[[ Extracted information open ]]

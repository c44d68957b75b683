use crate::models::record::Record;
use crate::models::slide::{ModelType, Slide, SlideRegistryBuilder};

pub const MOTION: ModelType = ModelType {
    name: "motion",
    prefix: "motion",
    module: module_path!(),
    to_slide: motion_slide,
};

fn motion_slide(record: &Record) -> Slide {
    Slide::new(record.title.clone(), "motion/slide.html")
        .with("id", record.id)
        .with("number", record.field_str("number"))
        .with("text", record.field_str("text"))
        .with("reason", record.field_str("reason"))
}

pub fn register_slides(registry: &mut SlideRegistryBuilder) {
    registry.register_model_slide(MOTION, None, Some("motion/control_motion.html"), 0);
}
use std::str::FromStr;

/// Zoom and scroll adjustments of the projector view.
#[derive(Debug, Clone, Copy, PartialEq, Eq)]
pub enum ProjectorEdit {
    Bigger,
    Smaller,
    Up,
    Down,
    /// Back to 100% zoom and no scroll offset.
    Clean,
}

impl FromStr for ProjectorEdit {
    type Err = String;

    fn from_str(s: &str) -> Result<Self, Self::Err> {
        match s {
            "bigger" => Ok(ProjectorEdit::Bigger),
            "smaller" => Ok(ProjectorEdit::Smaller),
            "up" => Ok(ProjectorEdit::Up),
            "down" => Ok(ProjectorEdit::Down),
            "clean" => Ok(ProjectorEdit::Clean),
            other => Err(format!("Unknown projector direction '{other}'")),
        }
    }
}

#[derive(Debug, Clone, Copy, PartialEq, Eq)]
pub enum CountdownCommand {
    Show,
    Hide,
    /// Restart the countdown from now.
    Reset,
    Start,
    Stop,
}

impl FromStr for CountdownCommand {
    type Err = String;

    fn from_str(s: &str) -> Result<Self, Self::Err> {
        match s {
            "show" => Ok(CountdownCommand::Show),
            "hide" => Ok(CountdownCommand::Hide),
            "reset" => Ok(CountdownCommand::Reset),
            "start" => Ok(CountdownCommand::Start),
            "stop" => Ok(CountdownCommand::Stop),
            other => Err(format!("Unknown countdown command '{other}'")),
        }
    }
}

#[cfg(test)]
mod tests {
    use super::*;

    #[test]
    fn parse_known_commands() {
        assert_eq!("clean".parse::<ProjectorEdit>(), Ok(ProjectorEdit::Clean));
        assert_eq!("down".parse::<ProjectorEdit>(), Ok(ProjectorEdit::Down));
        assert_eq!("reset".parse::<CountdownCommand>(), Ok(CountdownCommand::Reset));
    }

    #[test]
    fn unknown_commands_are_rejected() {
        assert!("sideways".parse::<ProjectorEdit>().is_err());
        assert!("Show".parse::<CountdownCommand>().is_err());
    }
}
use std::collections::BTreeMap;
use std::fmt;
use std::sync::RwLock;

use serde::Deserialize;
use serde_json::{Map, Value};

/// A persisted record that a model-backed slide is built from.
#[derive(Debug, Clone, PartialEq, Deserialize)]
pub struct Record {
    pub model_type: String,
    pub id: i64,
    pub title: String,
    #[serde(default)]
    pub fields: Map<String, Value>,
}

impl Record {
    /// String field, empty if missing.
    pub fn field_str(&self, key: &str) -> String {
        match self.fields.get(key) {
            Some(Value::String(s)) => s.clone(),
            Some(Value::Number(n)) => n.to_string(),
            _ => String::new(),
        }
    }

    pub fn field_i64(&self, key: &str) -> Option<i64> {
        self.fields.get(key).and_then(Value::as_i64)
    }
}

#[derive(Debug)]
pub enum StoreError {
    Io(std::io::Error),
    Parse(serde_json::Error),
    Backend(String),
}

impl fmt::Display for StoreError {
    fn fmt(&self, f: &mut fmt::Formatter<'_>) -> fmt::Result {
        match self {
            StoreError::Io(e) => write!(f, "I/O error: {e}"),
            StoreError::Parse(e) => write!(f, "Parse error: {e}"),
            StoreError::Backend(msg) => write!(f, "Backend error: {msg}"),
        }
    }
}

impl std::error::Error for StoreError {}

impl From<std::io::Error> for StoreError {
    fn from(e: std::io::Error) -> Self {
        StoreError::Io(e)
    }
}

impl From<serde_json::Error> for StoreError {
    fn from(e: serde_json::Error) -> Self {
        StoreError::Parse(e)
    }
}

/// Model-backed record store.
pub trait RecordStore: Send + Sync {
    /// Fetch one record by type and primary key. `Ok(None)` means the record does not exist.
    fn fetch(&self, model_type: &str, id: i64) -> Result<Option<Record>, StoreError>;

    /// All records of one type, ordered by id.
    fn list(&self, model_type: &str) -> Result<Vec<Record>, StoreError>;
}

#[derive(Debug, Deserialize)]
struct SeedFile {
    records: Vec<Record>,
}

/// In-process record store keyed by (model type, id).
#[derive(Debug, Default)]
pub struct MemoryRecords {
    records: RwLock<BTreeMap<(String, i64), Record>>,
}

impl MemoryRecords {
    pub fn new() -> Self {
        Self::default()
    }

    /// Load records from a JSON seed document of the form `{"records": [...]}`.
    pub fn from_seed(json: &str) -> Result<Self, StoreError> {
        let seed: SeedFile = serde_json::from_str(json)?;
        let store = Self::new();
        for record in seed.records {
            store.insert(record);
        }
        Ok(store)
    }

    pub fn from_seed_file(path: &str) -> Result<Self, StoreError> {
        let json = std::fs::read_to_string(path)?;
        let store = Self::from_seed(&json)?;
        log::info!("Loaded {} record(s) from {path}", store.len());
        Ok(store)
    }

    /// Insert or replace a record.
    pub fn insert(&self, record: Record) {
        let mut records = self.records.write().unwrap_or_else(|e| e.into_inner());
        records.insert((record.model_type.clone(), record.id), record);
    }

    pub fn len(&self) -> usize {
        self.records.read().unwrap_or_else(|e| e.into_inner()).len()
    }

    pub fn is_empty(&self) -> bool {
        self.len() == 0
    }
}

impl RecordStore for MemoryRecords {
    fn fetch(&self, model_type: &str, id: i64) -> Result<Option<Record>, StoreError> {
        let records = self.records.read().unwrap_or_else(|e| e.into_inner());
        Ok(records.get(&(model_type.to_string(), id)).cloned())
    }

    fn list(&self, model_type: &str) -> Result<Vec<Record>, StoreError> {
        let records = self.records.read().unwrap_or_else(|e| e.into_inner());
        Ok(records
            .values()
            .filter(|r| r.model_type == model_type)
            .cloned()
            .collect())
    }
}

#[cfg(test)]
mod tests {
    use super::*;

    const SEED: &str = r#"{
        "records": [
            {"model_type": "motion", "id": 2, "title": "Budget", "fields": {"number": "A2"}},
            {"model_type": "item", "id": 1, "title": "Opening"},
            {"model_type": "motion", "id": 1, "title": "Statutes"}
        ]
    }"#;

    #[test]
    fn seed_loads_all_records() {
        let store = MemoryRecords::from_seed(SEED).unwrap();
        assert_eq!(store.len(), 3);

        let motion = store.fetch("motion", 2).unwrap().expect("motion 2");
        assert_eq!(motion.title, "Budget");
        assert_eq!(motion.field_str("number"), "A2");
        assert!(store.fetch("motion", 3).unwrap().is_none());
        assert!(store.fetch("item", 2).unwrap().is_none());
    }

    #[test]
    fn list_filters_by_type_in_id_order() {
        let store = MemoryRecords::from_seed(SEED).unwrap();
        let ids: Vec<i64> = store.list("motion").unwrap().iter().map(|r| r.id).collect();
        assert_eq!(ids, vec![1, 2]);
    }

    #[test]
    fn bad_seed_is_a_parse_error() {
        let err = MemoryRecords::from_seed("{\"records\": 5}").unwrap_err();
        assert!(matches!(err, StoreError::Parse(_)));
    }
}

[[ Extracted information closed ]]

Scan the data for the word "RecordStore" and copy every line where it shows up.

**Result for this task**
pub trait RecordStore: Send + Sync {
impl RecordStore for MemoryRecords {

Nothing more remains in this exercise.